YOUR TASK – Only the lines with the string "ReceiptStore" are needed; return each of them from the entries below.

SOURCE DATA –
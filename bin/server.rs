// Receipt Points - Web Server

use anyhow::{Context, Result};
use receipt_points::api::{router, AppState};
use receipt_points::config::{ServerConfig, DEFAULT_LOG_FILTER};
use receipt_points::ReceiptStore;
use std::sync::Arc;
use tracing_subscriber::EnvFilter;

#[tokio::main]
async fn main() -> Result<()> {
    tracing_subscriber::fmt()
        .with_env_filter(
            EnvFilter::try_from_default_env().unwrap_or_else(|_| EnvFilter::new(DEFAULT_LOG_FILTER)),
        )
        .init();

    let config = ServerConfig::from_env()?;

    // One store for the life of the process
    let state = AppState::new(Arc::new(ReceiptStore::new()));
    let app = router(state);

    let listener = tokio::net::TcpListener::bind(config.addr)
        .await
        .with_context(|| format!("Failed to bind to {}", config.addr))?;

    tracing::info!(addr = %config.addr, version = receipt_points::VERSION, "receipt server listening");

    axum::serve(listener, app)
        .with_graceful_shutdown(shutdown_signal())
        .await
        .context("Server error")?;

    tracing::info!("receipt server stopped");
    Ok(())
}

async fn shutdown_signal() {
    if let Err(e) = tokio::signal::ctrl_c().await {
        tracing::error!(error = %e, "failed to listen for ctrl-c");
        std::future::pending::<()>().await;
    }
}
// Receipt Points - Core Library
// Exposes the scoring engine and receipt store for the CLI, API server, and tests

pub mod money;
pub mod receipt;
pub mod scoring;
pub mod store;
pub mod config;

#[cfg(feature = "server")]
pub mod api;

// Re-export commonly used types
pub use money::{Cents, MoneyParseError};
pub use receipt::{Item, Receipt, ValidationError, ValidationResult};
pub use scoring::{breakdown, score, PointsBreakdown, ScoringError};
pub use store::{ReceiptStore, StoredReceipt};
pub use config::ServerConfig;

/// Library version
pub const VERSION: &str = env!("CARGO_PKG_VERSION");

YOUR SOLUTION –
use receipt_points::ReceiptStore;
    let state = AppState::new(Arc::new(ReceiptStore::new()));
pub use store::{ReceiptStore, StoredReceipt};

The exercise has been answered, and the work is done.